Woodard, a Realtor who has owned several Spokane Valley businesses in the past, said the city only has two functions, infrastructure and public safety, and considering “social policies” are outside of the city’s mandate.

“I’m not into exploring things outside of what the city was founded on,” he said.

Spokane Valley is a contract city and is expected to spend almost $90 million next year, about 30% of which will be on public safety and 35% will be spent on capitol projects. Woodard, the longest serving member on the council, said those issues are what he is focused on and the city already created a resolution saying Spokane Valley is an inclusive city.

“Tell me how you’re going to improve the Declaration of Independence,” Woodard said, “How are you going to improve wording? You disagree with discrimination or you don’t. I don’t agree with discrimination, and that’s what that resolution (says).”

He said candidates who are interested in spending more time studying social policies should move to Spokane and run for its City Council.

Both candidates said they would like to see development, and more housing on Spokane Valley’s main corridors. Gurel said the city needs to do whatever it can to look ahead and ensure any new developments that impact the surrounding communities have enough infrastructure to support them.

“It can’t grow to be the city that we want if we continue to have urban sprawl.” Gurel said. “The City Council needs to take a proactive approach to getting high density housing in our urban corridors as is part of their plan and not let development just happen wherever somebody finds cheap land.”

Gurel was endorsed by one of his former opponents Al Merkel, who did not move on after the primary election. Merkel said he supported Gurel because he committed to protecting the character of neighborhoods in Spokane Valley. Merkel ran on ensuring developers pay for the impacts they create in residential neighborhoods and hoped to primarily represent single-family occupied homes.

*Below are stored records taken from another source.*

//! Solvers
//!
//! A solver turns a [`SolveRequest`] into an answer string. Each solver
//! implements the fallible [`Solver::attempt`]; the provided [`Solver::answer`]
//! is the contract the chain relies on: it never fails and falls back to the
//! solver's documented sentinel on empty input or any error.
//!
//! Solvers hold no mutable state and fetch at most one referenced file per
//! invocation.

pub mod archive_logs;
pub mod audio;
pub mod command;
pub mod csv_normalize;
pub mod csv_sum;
pub mod data_source;
pub mod git_log;
pub mod image_color;
pub mod literal_path;
pub mod open_ended;
pub mod registry;
pub mod repo_tree;
pub mod scrape;

use crate::chain::SolveRequest;
use crate::fetch::FetchError;
use crate::llm::provider::LlmError;
use async_trait::async_trait;
use thiserror::Error;
use tracing::warn;

pub use archive_logs::ArchiveLogsSolver;
pub use audio::AudioSolver;
pub use command::UvCommandSolver;
pub use csv_normalize::CsvNormalizeSolver;
pub use csv_sum::CsvSumSolver;
pub use data_source::{find_reference, resolve_reference, DataSource, HttpDataSource};
pub use git_log::GitCommandSolver;
pub use image_color::ImageColorSolver;
pub use literal_path::LiteralPathSolver;
pub use open_ended::OpenEndedSolver;
pub use registry::{SolverDeps, SolverRegistry};
pub use repo_tree::RepoTreeSolver;
pub use scrape::ScrapeSolver;

/// Answer used when a panic or timeout means no solver result exists at all
pub const FAILURE_SENTINEL: &str = "error";

/// Why a solver could not produce a real answer
#[derive(Debug, Error)]
pub enum SolverError {
    #[error("no {what} referenced in question")]
    MissingReference { what: &'static str },

    #[error("fetch failed: {0}")]
    Fetch(#[from] FetchError),

    #[error("could not parse {what}: {message}")]
    Parse { what: &'static str, message: String },

    #[error("LLM error: {0}")]
    Llm(#[from] LlmError),

    #[error("{0} is not configured")]
    NotConfigured(&'static str),

    #[error("no answer found: {0}")]
    NotFound(String),
}

impl SolverError {
    pub fn missing(what: &'static str) -> Self {
        Self::MissingReference { what }
    }

    pub fn parse<S: ToString>(what: &'static str, message: S) -> Self {
        Self::Parse {
            what,
            message: message.to_string(),
        }
    }
}

#[async_trait]
pub trait Solver: Send + Sync {
    /// Stable identifier used in logs and metrics
    fn name(&self) -> &'static str;

    /// Placeholder answer returned instead of failing
    fn sentinel(&self) -> &'static str;

    /// Compute an answer, reporting why when there is none
    async fn attempt(&self, request: &SolveRequest) -> Result<String, SolverError>;

    /// Compute an answer, falling back to the sentinel
    async fn answer(&self, request: &SolveRequest) -> String {
        if request.question_text.trim().is_empty() {
            warn!(solver = self.name(), "Empty question, returning sentinel");
            return self.sentinel().to_string();
        }

        match self.attempt(request).await {
            Ok(answer) => answer,
            Err(e) => {
                warn!(solver = self.name(), error = %e, "Solver failed, returning sentinel");
                self.sentinel().to_string()
            }
        }
    }
}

Adam “Smash” Smith, a professional mixed martial arts fighter and owner of a martial arts academy who also ran against Gurel and Woodard in the primary, did not immediately respond to a request for comment.

Woodard said he and the council have worked to limit unplanned development, some of which happened before Spokane Valley was incorporated as a city. He said he also hopes to grow the number of pocket parks in the city so people living in denser developments will have a place to build community.

City Council has also worked hard on an innovative comprehensive plan he said, which includes different ways to encourage infill and that plan includes multifamily housing on transportation corridors.

“We’re trying to stop that willy-nilly development,” he said.

Woodard said the city also needs to look at long-term planned approaches to homelessness. Gurel is a member of several boards that review funding applications and address homelessness and affordable housing in the region. He said homelessness is an issue that doesn’t have city limits or borders and the only way to solve the issue long term is to work with the other governments in the area.

“It has to be regional,” Woodard said. “There’s no other answer that will get to the long term solution.”

Woodard said he would like to have a shelter close to Spokane Valley’s border, but cities need to be realistic about what types of buildings are available for them to turn into homeless shelters, and he’s also open to other locations as well.

Gurel said Spokane Valley either needs to help Spokane expand its shelter, or find a way to contract those services itself.

“While people are quibbling over how much access, low access or no low access, they need to realize that sheltering people costs less that having them on the streets, having them in our jails and having them in our hospitals,” Gurel said.

While the city of Spokane has selected the Salvation Army to run a shelter, it has not settled on a location. Earlier discussions on homelessness have included Spokane County and Spokane Valley and the shelter was planned for the border with Spokane Valley on Havana Street and Sprague Avenue. Both those governments asked for a security plan and the cost of operating the shelter, before they would make a decision. Those governments have not yet approved funding for a new shelter.